ASSIGNMENT:
Please quote exactly the opening lines of the data, from the first line to the one where "axis value (mm)." appears.

INPUT:
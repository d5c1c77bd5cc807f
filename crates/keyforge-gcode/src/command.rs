//! Line-level G-code parsing.
//!
//! Recognizes the subset the analyzers care about: `G0`/`G1` linear moves,
//! `G4` dwells, and the `M82`/`M83` extrusion-mode switches. Everything
//! else parses as [`CommandKind::Other`], keeping any `F` word so feed-rate
//! updates on unrecognized lines are still observed.

/// Kind of a parsed G-code line.
#[derive(Debug, Clone, Copy, PartialEq, Eq)]
pub enum CommandKind {
    /// `G0`/`G1` linear move.
    LinearMove,
    /// `G4` dwell (pause).
    Dwell,
    /// `M82` — switch to absolute extrusion.
    SetAbsoluteExtrusion,
    /// `M83` — switch to relative extrusion.
    SetRelativeExtrusion,
    /// Anything else (comments, temperatures, fans, ...).
    Other,
}

/// One parsed G-code line: a kind tag plus optional numeric words.
///
/// Commands are ephemeral — produced per line and consumed immediately by
/// the accumulators, never retained.
#[derive(Debug, Clone, Copy, PartialEq)]
pub struct GcodeCommand {
    /// Command kind.
    pub kind: CommandKind,
    /// Target X coordinate (mm).
    pub x: Option<f64>,
    /// Target Y coordinate (mm).
    pub y: Option<f64>,
    /// Target Z coordinate (mm).
    pub z: Option<f64>,
    /// Extrusion axis value (mm).
    pub e: Option<f64>,
    /// Feed rate (mm/min).
    pub f: Option<f64>,
    /// Dwell duration (ms).
    pub p: Option<f64>,
}

impl GcodeCommand {
    fn empty(kind: CommandKind) -> Self {
        Self {
            kind,
            x: None,
            y: None,
            z: None,
            e: None,
            f: None,
            p: None,
        }
    }
}

/// Parse a single G-code line. Best-effort: never fails.
///
/// Comments (`;` to end of line) are stripped, unparseable numeric words
/// are treated as absent, and unknown commands come back as `Other`.
pub fn parse_line(line: &str) -> GcodeCommand {
    let code = line.split(';').next().unwrap_or("").trim();

    let mut tokens = code.split_whitespace();
    let kind = match tokens.next() {
        Some("G0") | Some("G1") => CommandKind::LinearMove,
        Some("G4") => CommandKind::Dwell,
        Some("M82") => CommandKind::SetAbsoluteExtrusion,
        Some("M83") => CommandKind::SetRelativeExtrusion,
        _ => CommandKind::Other,
    };

    let mut cmd = GcodeCommand::empty(kind);
    for token in tokens {
        let Some(letter) = token.chars().next() else {
            continue;
        };
        let value: Option<f64> = token[letter.len_utf8()..].parse().ok();
        if value.is_none() {
            continue;
        }
        match letter.to_ascii_uppercase() {
            'X' => cmd.x = value,
            'Y' => cmd.y = value,
            'Z' => cmd.z = value,
            'E' => cmd.e = value,
            'F' => cmd.f = value,
            'P' => cmd.p = value,
            _ => {}
        }
    }

    cmd
}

RESPONSE TO THE EXERCISE:
repository d5c1c77bd5cc807f
filename crates/keyforge-gcode/src/command.rs
//! Line-level G-code parsing.
//!
//! Recognizes the subset the analyzers care about: `G0`/`G1` linear moves,
//! `G4` dwells, and the `M82`/`M83` extrusion-mode switches. Everything
//! else parses as [`CommandKind::Other`], keeping any `F` word so feed-rate
//! updates on unrecognized lines are still observed.

/// Kind of a parsed G-code line.
#[derive(Debug, Clone, Copy, PartialEq, Eq)]
pub enum CommandKind {
    /// `G0`/`G1` linear move.
    LinearMove,
    /// `G4` dwell (pause).
    Dwell,
    /// `M82` — switch to absolute extrusion.
    SetAbsoluteExtrusion,
    /// `M83` — switch to relative extrusion.
    SetRelativeExtrusion,
    /// Anything else (comments, temperatures, fans, ...).
    Other,
}

/// One parsed G-code line: a kind tag plus optional numeric words.
///
/// Commands are ephemeral — produced per line and consumed immediately by
/// the accumulators, never retained.
#[derive(Debug, Clone, Copy, PartialEq)]
pub struct GcodeCommand {
    /// Command kind.
    pub kind: CommandKind,
    /// Target X coordinate (mm).
    pub x: Option<f64>,
    /// Target Y coordinate (mm).
    pub y: Option<f64>,
    /// Target Z coordinate (mm).
    pub z: Option<f64>,
    /// Extrusion axis value (mm).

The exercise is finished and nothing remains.